- [EXERCISE INSTRUCTIONS] Counting task for the entries below: give the number of lines that contain the word "tower", with no other text.

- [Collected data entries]
*** Block opens ***

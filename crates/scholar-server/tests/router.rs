//! Full router tests driven through `tower::ServiceExt::oneshot`.
//!
//! Run with: cargo test --package scholar-server --test router

use axum::Router;
use axum::body::{Body, to_bytes};
use axum::http::{Request, StatusCode, header};
use scholar_server::config::{AppConfig, RateLimitSettings};
use scholar_server::{AppState, create_router};
use scholar_token::{TokenMaker, TokenOptions};
use std::sync::Arc;
use tempfile::TempDir;
use tower::ServiceExt;

struct TestApp {
    router: Router,
    maker: Arc<TokenMaker>,
    _keys: TempDir,
}

fn app_with(mut cfg: AppConfig) -> TestApp {
    let keys = tempfile::tempdir().unwrap();
    cfg.token.key_dir = keys.path().join("keys");
    let state = AppState::init(&cfg).unwrap();
    let maker = Arc::clone(&state.token_maker);

    TestApp {
        router: create_router(Arc::new(state)),
        maker,
        _keys: keys,
    }
}

fn app() -> TestApp {
    app_with(AppConfig::default())
}

fn get(path: &str, token: Option<&str>) -> Request<Body> {
    let mut builder = Request::builder().uri(path);
    if let Some(token) = token {
        builder = builder.header(header::COOKIE, format!("access_token={token}"));
    }
    builder.body(Body::empty()).unwrap()
}

async fn json_body(resp: axum::response::Response) -> serde_json::Value {
    let bytes = to_bytes(resp.into_body(), usize::MAX).await.unwrap();
    serde_json::from_slice(&bytes).unwrap()
}

#[tokio::test]
async fn test_healthz_is_public() {
    let app = app();
    let resp = app.router.oneshot(get("/healthz", None)).await.unwrap();
    assert_eq!(resp.status(), StatusCode::OK);
    assert_eq!(json_body(resp).await["ok"], true);
}

#[tokio::test]
async fn test_public_key_endpoint_serves_raw_bytes() {
    let app = app();
    let resp = app
        .router
        .oneshot(get("/auth/public-key", None))
        .await
        .unwrap();

    assert_eq!(resp.status(), StatusCode::OK);
    assert_eq!(
        resp.headers().get(header::CONTENT_TYPE).unwrap(),
        "application/octet-stream"
    );
    assert_eq!(
        resp.headers().get(header::CACHE_CONTROL).unwrap(),
        "public, max-age=3600"
    );

    let bytes = to_bytes(resp.into_body(), usize::MAX).await.unwrap();
    assert_eq!(bytes.as_ref(), app.maker.public_key());
}

#[tokio::test]
async fn test_me_requires_token() {
    let app = app();
    let resp = app.router.oneshot(get("/api/me", None)).await.unwrap();
    assert_eq!(resp.status(), StatusCode::UNAUTHORIZED);
    assert_eq!(json_body(resp).await["error"], "unauthorized");
}

#[tokio::test]
async fn test_me_returns_identity() {
    let app = app();
    let opts = TokenOptions::new().with_roles(["user"]);
    let token = app
        .maker
        .create_token("u1", "a@example.com", Some(&opts))
        .unwrap();

    let resp = app
        .router
        .oneshot(get("/api/me", Some(&token)))
        .await
        .unwrap();
    assert_eq!(resp.status(), StatusCode::OK);

    let body = json_body(resp).await;
    assert_eq!(body["user_id"], "u1");
    assert_eq!(body["email"], "a@example.com");
    assert_eq!(body["roles"], serde_json::json!(["user"]));
}

#[tokio::test]
async fn test_admin_route_checks_role() {
    let app = app();
    let user = app
        .maker
        .create_token("u1", "a@example.com", Some(&TokenOptions::new().with_roles(["user"])))
        .unwrap();
    let admin = app
        .maker
        .create_token("u2", "b@example.com", Some(&TokenOptions::new().with_roles(["admin"])))
        .unwrap();

    let resp = app
        .router
        .clone()
        .oneshot(get("/api/admin/me", Some(&user)))
        .await
        .unwrap();
    assert_eq!(resp.status(), StatusCode::FORBIDDEN);
    assert_eq!(json_body(resp).await["error"], "insufficient permissions");

    let resp = app
        .router
        .oneshot(get("/api/admin/me", Some(&admin)))
        .await
        .unwrap();
    assert_eq!(resp.status(), StatusCode::OK);
    assert_eq!(json_body(resp).await["user_id"], "u2");
}

#[tokio::test]
async fn test_token_from_other_server_is_rejected() {
    let other = app();
    let app = app();
    let token = other.maker.create_token("u1", "a@example.com", None).unwrap();

    let resp = app
        .router
        .oneshot(get("/api/me", Some(&token)))
        .await
        .unwrap();
    assert_eq!(resp.status(), StatusCode::UNAUTHORIZED);
}

#[tokio::test]
async fn test_rate_limit_applies_per_user() {
    let mut cfg = AppConfig::default();
    cfg.auth.rate_limit = Some(RateLimitSettings {
        max_requests: 2,
        window: "1h".to_string(),
    });
    let app = app_with(cfg);

    let first = app.maker.create_token("u1", "a@example.com", None).unwrap();
    let second = app.maker.create_token("u2", "b@example.com", None).unwrap();

    for _ in 0..2 {
        let resp = app
            .router
            .clone()
            .oneshot(get("/api/me", Some(&first)))
            .await
            .unwrap();
        assert_eq!(resp.status(), StatusCode::OK);
    }

    let resp = app
        .router
        .clone()
        .oneshot(get("/api/me", Some(&first)))
        .await
        .unwrap();
    assert_eq!(resp.status(), StatusCode::TOO_MANY_REQUESTS);

    let resp = app
        .router
        .clone()
        .oneshot(get("/api/me", Some(&second)))
        .await
        .unwrap();
    assert_eq!(resp.status(), StatusCode::OK);

    // Unauthenticated requests are turned away by auth before the limiter.
    let resp = app.router.oneshot(get("/api/me", None)).await.unwrap();
    assert_eq!(resp.status(), StatusCode::UNAUTHORIZED);
}

#[tokio::test]
async fn test_skip_path_without_identity_fails_closed() {
    let mut cfg = AppConfig::default();
    cfg.auth.skip_paths = vec!["/api/me".to_string()];
    let app = app_with(cfg);

    // The handler still demands an identity, so a skipped request without
    // one fails closed in the extractor.
    let resp = app.router.oneshot(get("/api/me", None)).await.unwrap();
    assert_eq!(resp.status(), StatusCode::UNAUTHORIZED);
}

#[tokio::test]
async fn test_skip_paths_apply_to_admin_group() {
    let mut cfg = AppConfig::default();
    cfg.auth.skip_paths = vec!["/api/admin".to_string()];
    let app = app_with(cfg);
    let user = app
        .maker
        .create_token("u1", "a@example.com", Some(&TokenOptions::new().with_roles(["user"])))
        .unwrap();

    // Without the skip this would be a 403 from the role check; skipped
    // requests carry no identity, so the extractor answers 401 instead.
    let resp = app
        .router
        .oneshot(get("/api/admin/me", Some(&user)))
        .await
        .unwrap();
    assert_eq!(resp.status(), StatusCode::UNAUTHORIZED);
}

*** Block closes ***

- [SOLUTION TO THIS PROBLEM] 2